What is required
Each entry has to be copied exactly, with nothing missed.
** Records shown follows **
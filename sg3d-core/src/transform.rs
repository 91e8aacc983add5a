/// Transformation matrix builders and the save/restore transform stack
use nalgebra::{Matrix4, Vector3};

/// Rotation axis named by a script `rotate` command.
#[derive(Debug, Clone, Copy, PartialEq, Eq)]
pub enum Axis {
    X,
    Y,
    Z,
}

/// Builders for the elementary affine transforms.
///
/// Every matrix produced here has (0, 0, 0, 1) as its bottom row; there is
/// no perspective component anywhere in the pipeline.
pub struct Transform;

impl Transform {
    /// Create a non-uniform scale matrix.
    pub fn scaling(sx: f32, sy: f32, sz: f32) -> Matrix4<f32> {
        Matrix4::new_nonuniform_scaling(&Vector3::new(sx, sy, sz))
    }

    /// Create a translation matrix.
    pub fn translation(tx: f32, ty: f32, tz: f32) -> Matrix4<f32> {
        Matrix4::new_translation(&Vector3::new(tx, ty, tz))
    }

    /// Create a right-handed rotation matrix about one coordinate axis.
    /// The angle is in radians; degree input from scripts is converted at
    /// the interpreter boundary.
    pub fn rotation(axis: Axis, theta: f32) -> Matrix4<f32> {
        let axisangle = match axis {
            Axis::X => Vector3::new(theta, 0.0, 0.0),
            Axis::Y => Vector3::new(0.0, theta, 0.0),
            Axis::Z => Vector3::new(0.0, 0.0, theta),
        };
        Matrix4::new_rotation(axisangle)
    }
}

/// Stack of composed transforms giving scripts nested local coordinate
/// frames. The top is always the net world-to-local transform for whatever
/// the script draws next.
///
/// The stack is never empty: it is seeded with the identity and `pop`
/// refuses to remove the last frame.
#[derive(Debug, Clone)]
pub struct TransformStack {
    frames: Vec<Matrix4<f32>>,
}

impl TransformStack {
    pub fn new() -> Self {
        Self {
            frames: vec![Matrix4::identity()],
        }
    }

    /// The current coordinate frame.
    pub fn top(&self) -> &Matrix4<f32> {
        // frames is non-empty by construction
        self.frames.last().unwrap()
    }

    /// Duplicate the current frame. `Matrix4` is a value type, so the copy
    /// shares nothing with the frame beneath it.
    pub fn push(&mut self) {
        let top = *self.top();
        self.frames.push(top);
    }

    /// Discard the current frame, restoring the one saved beneath it.
    /// Popping the last remaining frame is a no-op.
    pub fn pop(&mut self) {
        if self.frames.len() > 1 {
            self.frames.pop();
        }
    }

    /// Compose an elementary transform onto the current frame:
    /// `top' = top * matrix`. Right-multiplication makes the newest
    /// transform the innermost one, so transforms written in script order
    /// apply closest-to-the-object last.
    pub fn apply(&mut self, matrix: &Matrix4<f32>) {
        let composed = self.top() * matrix;
        *self.frames.last_mut().unwrap() = composed;
    }

    /// Reset the current frame to the identity (`ident` command).
    pub fn reset(&mut self) {
        *self.frames.last_mut().unwrap() = Matrix4::identity();
    }

    pub fn depth(&self) -> usize {
        self.frames.len()
    }
}

impl Default for TransformStack {
    fn default() -> Self {
        Self::new()
    }
}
** End of Records shown **
Answer section
filename sg3d-core/src/transform.rs
repository 91e8aacc983add5a
/// Transformation matrix builders and the save/restore transform stack
use nalgebra::{Matrix4, Vector3};

/// Rotation axis named by a script `rotate` command.
#[derive(Debug, Clone, Copy, PartialEq, Eq)]
pub enum Axis {
    X,
    Y,
    Z,
}

/// Builders for the elementary affine transforms.
///
/// Every matrix produced here has (0, 0, 0, 1) as its bottom row; there is
/// no perspective component anywhere in the pipeline.
pub struct Transform;

impl Transform {
    /// Create a non-uniform scale matrix.
    pub fn scaling(sx: f32, sy: f32, sz: f32) -> Matrix4<f32> {
        Matrix4::new_nonuniform_scaling(&Vector3::new(sx, sy, sz))
    }

    /// Create a translation matrix.
    pub fn translation(tx: f32, ty: f32, tz: f32) -> Matrix4<f32> {
        Matrix4::new_translation(&Vector3::new(tx, ty, tz))
    }

    /// Create a right-handed rotation matrix about one coordinate axis.
    /// The angle is in radians; degree input from scripts is converted at
    /// the interpreter boundary.
    pub fn rotation(axis: Axis, theta: f32) -> Matrix4<f32> {
        let axisangle = match axis {
            Axis::X => Vector3::new(theta, 0.0, 0.0),
            Axis::Y => Vector3::new(0.0, theta, 0.0),
            Axis::Z => Vector3::new(0.0, 0.0, theta),
        };
        Matrix4::new_rotation(axisangle)
    }
}

/// Stack of composed transforms giving scripts nested local coordinate
/// frames. The top is always the net world-to-local transform for whatever
/// the script draws next.
///
/// The stack is never empty: it is seeded with the identity and `pop`
/// refuses to remove the last frame.
#[derive(Debug, Clone)]
pub struct TransformStack {
    frames: Vec<Matrix4<f32>>,
}

impl TransformStack {
    pub fn new() -> Self {
        Self {
            frames: vec![Matrix4::identity()],
        }
    }

    /// The current coordinate frame.
    pub fn top(&self) -> &Matrix4<f32> {
        // frames is non-empty by construction
        self.frames.last().unwrap()
    }

    /// Duplicate the current frame. `Matrix4` is a value type, so the copy
    /// shares nothing with the frame beneath it.
    pub fn push(&mut self) {
        let top = *self.top();
        self.frames.push(top);
    }

    /// Discard the current frame, restoring the one saved beneath it.
    /// Popping the last remaining frame is a no-op.
    pub fn pop(&mut self) {
        if self.frames.len() > 1 {
            self.frames.pop();
        }
    }

    /// Compose an elementary transform onto the current frame:
    /// `top' = top * matrix`. Right-multiplication makes the newest
    /// transform the innermost one, so transforms written in script order
    /// apply closest-to-the-object last.
    pub fn apply(&mut self, matrix: &Matrix4<f32>) {
        let composed = self.top() * matrix;
        *self.frames.last_mut().unwrap() = composed;
    }

    /// Reset the current frame to the identity (`ident` command).
    pub fn reset(&mut self) {
        *self.frames.last_mut().unwrap() = Matrix4::identity();
    }

    pub fn depth(&self) -> usize {
        self.frames.len()
    }
}

impl Default for TransformStack {
    fn default() -> Self {
        Self::new()
    }
}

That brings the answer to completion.